(Extracted records)
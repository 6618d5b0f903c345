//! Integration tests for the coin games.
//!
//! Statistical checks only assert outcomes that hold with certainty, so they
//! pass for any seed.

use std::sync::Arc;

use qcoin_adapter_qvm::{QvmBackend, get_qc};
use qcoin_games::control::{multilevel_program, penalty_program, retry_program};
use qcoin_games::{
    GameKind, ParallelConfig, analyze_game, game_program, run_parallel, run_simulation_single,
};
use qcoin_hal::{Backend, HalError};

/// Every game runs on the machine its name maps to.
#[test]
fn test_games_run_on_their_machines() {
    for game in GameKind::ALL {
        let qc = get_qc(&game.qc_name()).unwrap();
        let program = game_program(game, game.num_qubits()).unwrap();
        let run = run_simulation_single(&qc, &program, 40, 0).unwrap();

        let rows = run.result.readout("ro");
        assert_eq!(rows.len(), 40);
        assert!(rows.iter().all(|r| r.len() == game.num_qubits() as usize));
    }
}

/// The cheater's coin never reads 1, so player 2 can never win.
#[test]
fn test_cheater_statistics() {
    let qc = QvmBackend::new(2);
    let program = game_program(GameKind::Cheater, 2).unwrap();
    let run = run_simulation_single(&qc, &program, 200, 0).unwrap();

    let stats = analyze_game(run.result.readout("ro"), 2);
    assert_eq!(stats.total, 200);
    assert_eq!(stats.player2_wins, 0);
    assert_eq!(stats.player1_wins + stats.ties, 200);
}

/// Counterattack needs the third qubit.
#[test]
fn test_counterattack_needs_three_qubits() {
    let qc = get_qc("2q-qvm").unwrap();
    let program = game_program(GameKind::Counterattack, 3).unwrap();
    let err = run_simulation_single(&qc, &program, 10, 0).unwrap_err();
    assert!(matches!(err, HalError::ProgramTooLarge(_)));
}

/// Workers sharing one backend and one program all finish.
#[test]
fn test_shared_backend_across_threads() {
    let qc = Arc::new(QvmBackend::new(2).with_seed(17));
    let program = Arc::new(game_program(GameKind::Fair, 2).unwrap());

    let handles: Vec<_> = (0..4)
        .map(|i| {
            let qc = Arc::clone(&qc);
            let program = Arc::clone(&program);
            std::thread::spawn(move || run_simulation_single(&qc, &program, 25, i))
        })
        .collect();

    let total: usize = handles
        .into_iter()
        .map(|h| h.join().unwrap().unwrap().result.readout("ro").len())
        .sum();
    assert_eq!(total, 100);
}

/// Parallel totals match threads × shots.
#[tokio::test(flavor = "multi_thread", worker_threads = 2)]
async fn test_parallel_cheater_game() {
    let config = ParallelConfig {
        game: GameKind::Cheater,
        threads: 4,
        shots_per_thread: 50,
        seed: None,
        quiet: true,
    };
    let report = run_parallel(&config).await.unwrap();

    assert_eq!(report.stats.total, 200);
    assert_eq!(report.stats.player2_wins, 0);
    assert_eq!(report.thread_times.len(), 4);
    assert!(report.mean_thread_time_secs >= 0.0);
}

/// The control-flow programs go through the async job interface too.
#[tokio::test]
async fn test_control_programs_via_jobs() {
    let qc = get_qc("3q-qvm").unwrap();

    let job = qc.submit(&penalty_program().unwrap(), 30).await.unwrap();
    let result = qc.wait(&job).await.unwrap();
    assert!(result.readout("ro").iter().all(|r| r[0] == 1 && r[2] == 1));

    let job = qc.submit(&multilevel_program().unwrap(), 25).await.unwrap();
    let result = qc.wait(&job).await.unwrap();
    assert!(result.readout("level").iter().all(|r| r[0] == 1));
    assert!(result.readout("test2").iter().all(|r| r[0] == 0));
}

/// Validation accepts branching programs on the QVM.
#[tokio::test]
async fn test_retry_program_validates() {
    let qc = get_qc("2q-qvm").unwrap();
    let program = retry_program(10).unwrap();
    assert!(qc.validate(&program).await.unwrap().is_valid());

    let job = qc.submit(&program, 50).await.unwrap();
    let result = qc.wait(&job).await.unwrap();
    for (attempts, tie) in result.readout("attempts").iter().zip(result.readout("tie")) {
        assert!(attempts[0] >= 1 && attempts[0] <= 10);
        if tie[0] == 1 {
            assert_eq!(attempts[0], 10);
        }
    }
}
---
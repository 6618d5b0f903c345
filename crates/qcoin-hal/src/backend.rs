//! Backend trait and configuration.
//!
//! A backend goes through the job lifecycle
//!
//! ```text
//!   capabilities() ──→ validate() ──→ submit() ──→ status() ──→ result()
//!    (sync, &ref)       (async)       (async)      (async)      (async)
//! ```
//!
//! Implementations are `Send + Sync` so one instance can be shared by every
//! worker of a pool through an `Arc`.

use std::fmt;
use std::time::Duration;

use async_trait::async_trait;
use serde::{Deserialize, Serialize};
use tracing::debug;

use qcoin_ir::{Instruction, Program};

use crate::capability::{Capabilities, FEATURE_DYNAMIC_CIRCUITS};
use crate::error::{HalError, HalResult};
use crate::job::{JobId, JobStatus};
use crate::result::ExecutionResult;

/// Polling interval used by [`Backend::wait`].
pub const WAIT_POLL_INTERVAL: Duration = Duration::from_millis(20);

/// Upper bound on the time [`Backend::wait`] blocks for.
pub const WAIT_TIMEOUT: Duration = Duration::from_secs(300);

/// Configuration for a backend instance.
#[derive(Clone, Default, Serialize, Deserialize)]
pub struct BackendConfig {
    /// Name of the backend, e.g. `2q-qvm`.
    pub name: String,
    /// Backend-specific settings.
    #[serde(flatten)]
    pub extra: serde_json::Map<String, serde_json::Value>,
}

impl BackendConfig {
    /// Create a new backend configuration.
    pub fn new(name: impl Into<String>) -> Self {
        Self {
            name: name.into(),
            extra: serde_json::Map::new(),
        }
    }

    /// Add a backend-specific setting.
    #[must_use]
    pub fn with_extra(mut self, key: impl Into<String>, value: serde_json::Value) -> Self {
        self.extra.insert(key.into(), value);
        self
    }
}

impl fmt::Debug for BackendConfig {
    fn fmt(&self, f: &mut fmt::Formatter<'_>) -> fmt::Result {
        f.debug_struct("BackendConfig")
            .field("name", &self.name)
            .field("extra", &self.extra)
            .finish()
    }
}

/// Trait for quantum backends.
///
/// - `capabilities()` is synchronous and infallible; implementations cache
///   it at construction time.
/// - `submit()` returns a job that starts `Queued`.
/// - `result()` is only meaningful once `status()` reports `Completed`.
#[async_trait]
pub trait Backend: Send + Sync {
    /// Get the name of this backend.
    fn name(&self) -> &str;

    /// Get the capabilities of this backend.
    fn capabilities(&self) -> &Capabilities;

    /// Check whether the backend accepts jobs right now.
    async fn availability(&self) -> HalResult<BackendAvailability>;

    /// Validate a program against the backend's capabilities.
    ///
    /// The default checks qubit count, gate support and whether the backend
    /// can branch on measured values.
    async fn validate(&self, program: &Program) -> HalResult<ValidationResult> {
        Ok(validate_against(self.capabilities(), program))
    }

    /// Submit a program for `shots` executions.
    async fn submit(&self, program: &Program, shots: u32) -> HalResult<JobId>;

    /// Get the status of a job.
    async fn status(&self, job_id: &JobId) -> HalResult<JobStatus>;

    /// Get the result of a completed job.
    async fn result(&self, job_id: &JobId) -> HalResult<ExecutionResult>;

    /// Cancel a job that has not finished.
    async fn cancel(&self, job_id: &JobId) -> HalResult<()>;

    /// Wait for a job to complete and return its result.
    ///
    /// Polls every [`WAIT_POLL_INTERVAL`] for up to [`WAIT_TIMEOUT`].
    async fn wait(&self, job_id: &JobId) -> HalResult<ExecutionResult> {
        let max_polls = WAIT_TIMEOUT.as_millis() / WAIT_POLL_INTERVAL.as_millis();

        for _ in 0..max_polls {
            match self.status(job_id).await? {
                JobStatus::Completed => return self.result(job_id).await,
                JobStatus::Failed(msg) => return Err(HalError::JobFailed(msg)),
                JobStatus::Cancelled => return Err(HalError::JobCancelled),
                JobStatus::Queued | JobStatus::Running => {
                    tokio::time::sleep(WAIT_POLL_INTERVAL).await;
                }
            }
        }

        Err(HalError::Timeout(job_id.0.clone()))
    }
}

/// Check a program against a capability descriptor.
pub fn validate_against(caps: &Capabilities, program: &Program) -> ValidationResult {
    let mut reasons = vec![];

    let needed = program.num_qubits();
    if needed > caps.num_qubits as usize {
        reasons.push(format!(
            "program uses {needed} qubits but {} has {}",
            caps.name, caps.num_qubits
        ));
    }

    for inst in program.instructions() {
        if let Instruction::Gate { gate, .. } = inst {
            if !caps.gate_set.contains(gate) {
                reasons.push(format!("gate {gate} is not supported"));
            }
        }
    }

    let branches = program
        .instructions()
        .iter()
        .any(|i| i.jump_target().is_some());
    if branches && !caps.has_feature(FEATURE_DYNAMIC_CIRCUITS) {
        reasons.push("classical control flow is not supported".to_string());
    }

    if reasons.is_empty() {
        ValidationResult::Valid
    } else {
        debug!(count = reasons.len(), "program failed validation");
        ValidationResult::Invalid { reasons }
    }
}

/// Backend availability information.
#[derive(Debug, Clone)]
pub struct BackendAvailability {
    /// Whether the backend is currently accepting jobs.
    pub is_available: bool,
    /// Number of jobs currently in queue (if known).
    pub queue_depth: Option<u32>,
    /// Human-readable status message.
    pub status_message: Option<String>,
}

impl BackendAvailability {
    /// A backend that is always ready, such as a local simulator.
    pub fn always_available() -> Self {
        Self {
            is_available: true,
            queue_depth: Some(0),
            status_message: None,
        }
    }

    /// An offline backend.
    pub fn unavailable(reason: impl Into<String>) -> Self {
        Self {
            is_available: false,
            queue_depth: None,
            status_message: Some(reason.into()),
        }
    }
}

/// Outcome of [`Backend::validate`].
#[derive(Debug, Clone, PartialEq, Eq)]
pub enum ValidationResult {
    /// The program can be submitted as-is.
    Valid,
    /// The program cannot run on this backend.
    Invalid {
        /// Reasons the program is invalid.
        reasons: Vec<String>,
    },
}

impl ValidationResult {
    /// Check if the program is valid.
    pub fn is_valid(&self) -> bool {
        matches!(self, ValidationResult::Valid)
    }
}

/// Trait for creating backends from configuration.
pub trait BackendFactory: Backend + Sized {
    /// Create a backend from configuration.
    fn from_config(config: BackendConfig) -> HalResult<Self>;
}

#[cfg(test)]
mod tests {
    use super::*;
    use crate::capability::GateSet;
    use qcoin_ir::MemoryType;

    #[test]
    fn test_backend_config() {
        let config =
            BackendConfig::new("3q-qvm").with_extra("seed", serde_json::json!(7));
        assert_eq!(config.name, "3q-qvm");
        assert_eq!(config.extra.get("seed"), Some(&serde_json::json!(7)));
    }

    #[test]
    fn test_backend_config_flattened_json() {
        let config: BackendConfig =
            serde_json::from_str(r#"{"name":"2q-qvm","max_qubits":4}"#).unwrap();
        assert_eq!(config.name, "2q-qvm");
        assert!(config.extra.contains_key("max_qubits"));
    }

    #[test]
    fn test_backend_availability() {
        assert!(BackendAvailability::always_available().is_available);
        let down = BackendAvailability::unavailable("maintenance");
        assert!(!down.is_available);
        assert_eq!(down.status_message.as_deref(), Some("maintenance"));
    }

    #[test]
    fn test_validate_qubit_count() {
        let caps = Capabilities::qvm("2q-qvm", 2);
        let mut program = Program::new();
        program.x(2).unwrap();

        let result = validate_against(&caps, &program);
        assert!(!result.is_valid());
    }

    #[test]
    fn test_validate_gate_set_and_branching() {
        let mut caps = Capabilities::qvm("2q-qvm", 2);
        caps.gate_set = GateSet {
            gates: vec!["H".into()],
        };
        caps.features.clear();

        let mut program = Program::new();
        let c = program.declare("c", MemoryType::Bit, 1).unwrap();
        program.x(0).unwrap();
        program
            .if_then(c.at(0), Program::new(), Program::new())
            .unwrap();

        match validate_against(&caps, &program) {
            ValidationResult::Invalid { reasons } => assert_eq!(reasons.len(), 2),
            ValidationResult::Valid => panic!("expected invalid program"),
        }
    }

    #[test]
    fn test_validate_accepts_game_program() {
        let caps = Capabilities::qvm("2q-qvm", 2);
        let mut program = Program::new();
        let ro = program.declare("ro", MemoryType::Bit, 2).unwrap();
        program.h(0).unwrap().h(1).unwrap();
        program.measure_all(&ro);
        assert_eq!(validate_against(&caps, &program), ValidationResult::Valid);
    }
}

WHAT YOU SHOULD DO: Filter the entries above and return only the lines holding "derive".

SOLUTION FOR THIS PROBLEM:
#[derive(Clone, Default, Serialize, Deserialize)]
#[derive(Debug, Clone)]
#[derive(Debug, Clone, PartialEq, Eq)]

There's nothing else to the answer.